I have a spatialpolygondataframe that represents census tracts. I want to simulate different scenarios of population density or distribution to test a model. To do this, I want to generate random points within the census tracts to represent the population. However, I want to skew the location of the population density or distribution. For example, in scenario 1 the location of the highest population density is west and the location of high population density is east in scenario 2.
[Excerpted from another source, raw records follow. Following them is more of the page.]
//! Backfill runner
//!
//! Drives one job through the run lifecycle:
//!
//! ```text
//! NotStarted ──► Scanning ──► Processing ──► Reporting ──► Done
//!                    │             │
//!                    └─────────────┴──► Aborted
//! ```
//!
//! Documents are decided and committed inside a fixed-size window of
//! in-flight futures. The window is order-preserving, so outcomes are
//! tallied in scan order and the resume cursor always marks a contiguous
//! prefix of the collection.

use futures_util::stream::{self, StreamExt};
use std::time::Instant;
use tracing::{debug, error, info, warn};

use crate::checkpoint::CheckpointFile;
use crate::config::{Config, ErrorPolicy};
use crate::document::Document;
use crate::error::BackfillError;
use crate::jobs::BackfillJob;
use crate::report::{CollectionReport, FailurePhase, ReputationReport};
use crate::reputation::ReputationService;
use crate::scanner::{scan, CollectionScan};
use crate::store::{DocumentStore, WriteBatch};
use crate::transform::{Decision, Transform};

/// Checkpoint key for the reputation pass
pub const REPUTATION_JOB: &str = "reputation";

/// Tracing target for operator progress lines
pub const PROGRESS_TARGET: &str = "tradeya_backfill::progress";

/// Lifecycle of a run
#[derive(Debug, Clone, Copy, PartialEq, Eq)]
pub enum RunState {
    NotStarted,
    Scanning,
    Processing,
    Reporting,
    Done,
    Aborted,
}

#[derive(Debug, Clone)]
pub struct RunOptions {
    /// Documents in flight at once (minimum 1)
    pub concurrency: usize,
    pub error_policy: ErrorPolicy,
    /// Log progress (and save the checkpoint) every N documents
    pub progress_every: usize,
    /// Decide and count, but write nothing
    pub dry_run: bool,
    /// Skip documents at or before the saved cursor
    pub resume: bool,
    pub checkpoint: Option<CheckpointFile>,
}

impl Default for RunOptions {
    fn default() -> Self {
        Self {
            concurrency: 4,
            error_policy: ErrorPolicy::Continue,
            progress_every: 25,
            dry_run: false,
            resume: false,
            checkpoint: None,
        }
    }
}

impl RunOptions {
    pub fn from_config(config: &Config) -> Self {
        Self {
            concurrency: config.concurrency,
            error_policy: config.error_policy,
            progress_every: config.progress_every,
            checkpoint: Some(CheckpointFile::new(config.checkpoint_path())),
            ..Default::default()
        }
    }

    fn writes_checkpoint(&self) -> Option<&CheckpointFile> {
        if self.dry_run {
            None
        } else {
            self.checkpoint.as_ref()
        }
    }
}

/// How one document ended up
enum Applied {
    Updated,
    Present,
    Filtered,
}

struct Failure {
    phase: FailurePhase,
    message: String,
}

struct Outcome {
    id: String,
    result: Result<Applied, Failure>,
}

/// Decide one document and commit its single-document batch
async fn process_document(
    store: &dyn DocumentStore,
    transform: &dyn Transform,
    collection: &str,
    doc: Document,
    dry_run: bool,
) -> Outcome {
    let result = match transform.decide(&doc) {
        Err(e) => Err(Failure {
            phase: FailurePhase::Transform,
            message: e.to_string(),
        }),
        Ok(Decision::Filtered) => Ok(Applied::Filtered),
        Ok(Decision::AlreadyPresent) => Ok(Applied::Present),
        Ok(Decision::Update(fields)) if dry_run => {
            debug!(collection = %collection, id = %doc.id, fields = ?fields, "Would update");
            Ok(Applied::Updated)
        }
        Ok(Decision::Update(fields)) => store
            .commit(WriteBatch::single_merge(collection, &doc.id, fields))
            .await
            .map(|()| Applied::Updated)
            .map_err(|e| Failure {
                phase: FailurePhase::Commit,
                message: e.to_string(),
            }),
    };
    Outcome { id: doc.id, result }
}

pub struct BackfillRunner<'a> {
    store: &'a dyn DocumentStore,
    options: RunOptions,
    state: RunState,
}

impl<'a> BackfillRunner<'a> {
    pub fn new(store: &'a dyn DocumentStore, options: RunOptions) -> Self {
        Self {
            store,
            options,
            state: RunState::NotStarted,
        }
    }

    pub fn state(&self) -> RunState {
        self.state
    }

    pub fn options(&self) -> &RunOptions {
        &self.options
    }

    /// Mark the run aborted if `result` is an error
    fn abort_on<T>(&mut self, result: Result<T, BackfillError>) -> Result<T, BackfillError> {
        if result.is_err() {
            self.state = RunState::Aborted;
        }
        result
    }

    /// In-flight window for a run. Fail-fast never lets a document after a
    /// failure reach the store, so it processes one document at a time.
    fn window(&self) -> usize {
        match self.options.error_policy {
            ErrorPolicy::FailFast => 1,
            ErrorPolicy::Continue => self.options.concurrency.max(1),
        }
    }

    async fn scan_from_cursor(&mut self, job: &str, collection: &str) -> Result<CollectionScan, BackfillError> {
        self.state = RunState::Scanning;
        let scan = match scan(self.store, collection).await {
            Ok(scan) => scan,
            Err(e) => {
                self.state = RunState::Aborted;
                error!(collection = %collection, error = %e, "Scan failed");
                return Err(e);
            }
        };

        if !self.options.resume {
            return Ok(scan);
        }
        let Some(checkpoint) = &self.options.checkpoint else {
            return Ok(scan);
        };
        match checkpoint.cursor(job).await {
            Ok(Some(cursor)) => {
                info!(job = %job, last_id = %cursor.last_id, "Resuming from checkpoint");
                Ok(scan.resume_after(&cursor.last_id))
            }
            Ok(None) => Ok(scan),
            Err(e) => {
                self.state = RunState::Aborted;
                Err(e)
            }
        }
    }

    /// Run one backfill job over its collection
    pub async fn run(&mut self, job: &BackfillJob) -> Result<CollectionReport, BackfillError> {
        let started = Instant::now();
        let mut report = CollectionReport::new(&job.name, &job.collection);
        report.dry_run = self.options.dry_run;

        let scan = self.scan_from_cursor(&job.name, &job.collection).await?;
        report.scanned = scan.total() as u64;
        report.resumed_past = (scan.total() - scan.len()) as u64;

        let window = self.window();
        let checkpoint = self.options.writes_checkpoint().cloned();
        info!(
            job = %job.name,
            collection = %job.collection,
            documents = scan.len(),
            concurrency = window,
            dry_run = self.options.dry_run,
            "Starting backfill"
        );
        self.state = RunState::Processing;

        let store = self.store;
        let transform = job.transform.as_ref();
        let collection = job.collection.as_str();
        let dry_run = self.options.dry_run;
        let mut outcomes = stream::iter(scan)
            .map(|doc| process_document(store, transform, collection, doc, dry_run))
            .buffered(window);

        let mut last_id: Option<String> = None;
        while let Some(outcome) = outcomes.next().await {
            match outcome.result {
                Ok(Applied::Updated) => report.record_updated(),
                Ok(Applied::Present) => report.record_present(),
                Ok(Applied::Filtered) => report.record_filtered(),
                Err(failure) => {
                    warn!(
                        collection = %collection,
                        id = %outcome.id,
                        phase = %failure.phase,
                        error = %failure.message,
                        "Document failed"
                    );
                    report.record_failure(&outcome.id, failure.phase, failure.message.clone());

                    if self.options.error_policy == ErrorPolicy::FailFast {
                        self.state = RunState::Aborted;
                        if let (Some(checkpoint), Some(last_id)) = (&checkpoint, last_id.as_deref()) {
                            checkpoint
                                .record(&job.name, last_id, report.resumed_past + report.processed() - 1)
                                .await?;
                        }
                        error!(
                            collection = %collection,
                            updated = report.updated,
                            skipped = report.skipped(),
                            "Aborting run on first failure"
                        );
                        return Err(BackfillError::Aborted {
                            collection: collection.to_string(),
                            id: outcome.id,
                            phase: failure.phase,
                            message: failure.message,
                            report: Box::new(report),
                        });
                    }
                }
            }
            last_id = Some(outcome.id);

            let processed = report.processed();
            if processed % self.options.progress_every.max(1) as u64 == 0 {
                info!(
                    target: PROGRESS_TARGET,
                    collection = %collection,
                    processed,
                    updated = report.updated,
                    skipped = report.skipped(),
                    failed = report.failed,
                    "Processed {} documents...",
                    processed
                );
                if let (Some(checkpoint), Some(last_id)) = (&checkpoint, last_id.as_deref()) {
                    let saved = checkpoint
                        .record(&job.name, last_id, report.resumed_past + processed)
                        .await;
                    self.abort_on(saved)?;
                }
            }
        }

        self.state = RunState::Reporting;
        if let Some(checkpoint) = &checkpoint {
            let cleared = checkpoint.clear(&job.name).await;
            self.abort_on(cleared)?;
        }
        report.complete();
        info!(
            job = %job.name,
            collection = %collection,
            updated = report.updated,
            skipped_present = report.skipped_present,
            skipped_filtered = report.skipped_filtered,
            failed = report.failed,
            duration_ms = started.elapsed().as_millis() as u64,
            "Backfill complete"
        );
        self.state = RunState::Done;
        Ok(report)
    }

    /// Recompute reputation one user at a time.
    ///
    /// With `user_ids` empty every user in `users_collection` is recomputed;
    /// otherwise only the named users, and the checkpoint is not used.
    pub async fn recompute_reputation(
        &mut self,
        service: &dyn ReputationService,
        users_collection: &str,
        user_ids: &[String],
    ) -> Result<ReputationReport, BackfillError> {
        let started = Instant::now();
        let mut report = ReputationReport::new(users_collection);

        let ids: Vec<String> = if user_ids.is_empty() {
            let scan = self.scan_from_cursor(REPUTATION_JOB, users_collection).await?;
            report.scanned = scan.total() as u64;
            report.resumed_past = (scan.total() - scan.len()) as u64;
            scan.map(|doc| doc.id).collect()
        } else {
            report.scanned = user_ids.len() as u64;
            user_ids.to_vec()
        };
        let checkpoint = if user_ids.is_empty() {
            self.options.writes_checkpoint().cloned()
        } else {
            None
        };

        info!(users = ids.len(), collection = %users_collection, "Starting reputation recompute");
        self.state = RunState::Processing;

        let mut last_id: Option<String> = None;
        for id in ids {
            if self.options.dry_run {
                debug!(user_id = %id, "Would recompute reputation");
                report.recomputed += 1;
            } else {
                match service.recompute_user_reputation(&id).await {
                    Ok(_) => report.recomputed += 1,
                    Err(e) => {
                        warn!(user_id = %id, error = %e, "Reputation recompute failed");
                        report.record_failure(&id, e.to_string());
                        if self.options.error_policy == ErrorPolicy::FailFast {
                            self.state = RunState::Aborted;
                            if let (Some(checkpoint), Some(last_id)) = (&checkpoint, last_id.as_deref()) {
                                checkpoint
                                    .record(REPUTATION_JOB, last_id, report.resumed_past + report.processed() - 1)
                                    .await?;
                            }
                            error!(
                                recomputed = report.recomputed,
                                "Aborting reputation recompute on first failure"
                            );
                            report.completed_at = Some(chrono::Utc::now());
                            return Err(BackfillError::ReputationAborted {
                                collection: users_collection.to_string(),
                                id,
                                message: e.to_string(),
                                report: Box::new(report),
                            });
                        }
                    }
                }
            }

            last_id = Some(id);

            let processed = report.processed();
            if processed % self.options.progress_every.max(1) as u64 == 0 {
                info!(target: PROGRESS_TARGET, "Processed {} users...", processed);
                if let (Some(checkpoint), Some(last_id)) = (&checkpoint, last_id.as_deref()) {
                    let saved = checkpoint
                        .record(REPUTATION_JOB, last_id, report.resumed_past + processed)
                        .await;
                    self.abort_on(saved)?;
                }
            }
        }

        self.state = RunState::Reporting;
        if let Some(checkpoint) = &checkpoint {
            let cleared = checkpoint.clear(REPUTATION_JOB).await;
            self.abort_on(cleared)?;
        }
        report.completed_at = Some(chrono::Utc::now());
        info!(
            recomputed = report.recomputed,
            failed = report.failed,
            duration_ms = started.elapsed().as_millis() as u64,
            "Reputation recompute complete"
        );
        self.state = RunState::Done;
        Ok(report)
    }
}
I found an answer to a similar question here however the point distribution is skewed based on population size. Thus, I can't use the solution for my simulation. I tried the mock code below based on the solution
library(raster)
library(sf)
library(dplyr)
nsplit = function(X,n){
p = X/sum(X)
diff(round(n*cumsum(c(0,p))))
}
nc <- read_sf(system.file("shape/nc.shp", package="sf")) %>%
st_transform(32617)
sample_points <- st_sample(nc, size = 1000,
type = 'random', exact = TRUE) %>%
# optional: Give the points an ID
st_sf('ID' = seq(length(.)), 'geometry' = .) %>%
# optional: Get underlying polygon attributes
st_intersection(., nc)
plot(nc[0], reset = FALSE, axes = TRUE)
plot(sample_points['NAME'], pch = 19, cex = 0.5, add = TRUE)
And this is the point distribution pattern I got
Using the NC polygons in the figure above, I would like to have a high number of points in the west for my first simulation scenario and east of NC for the second.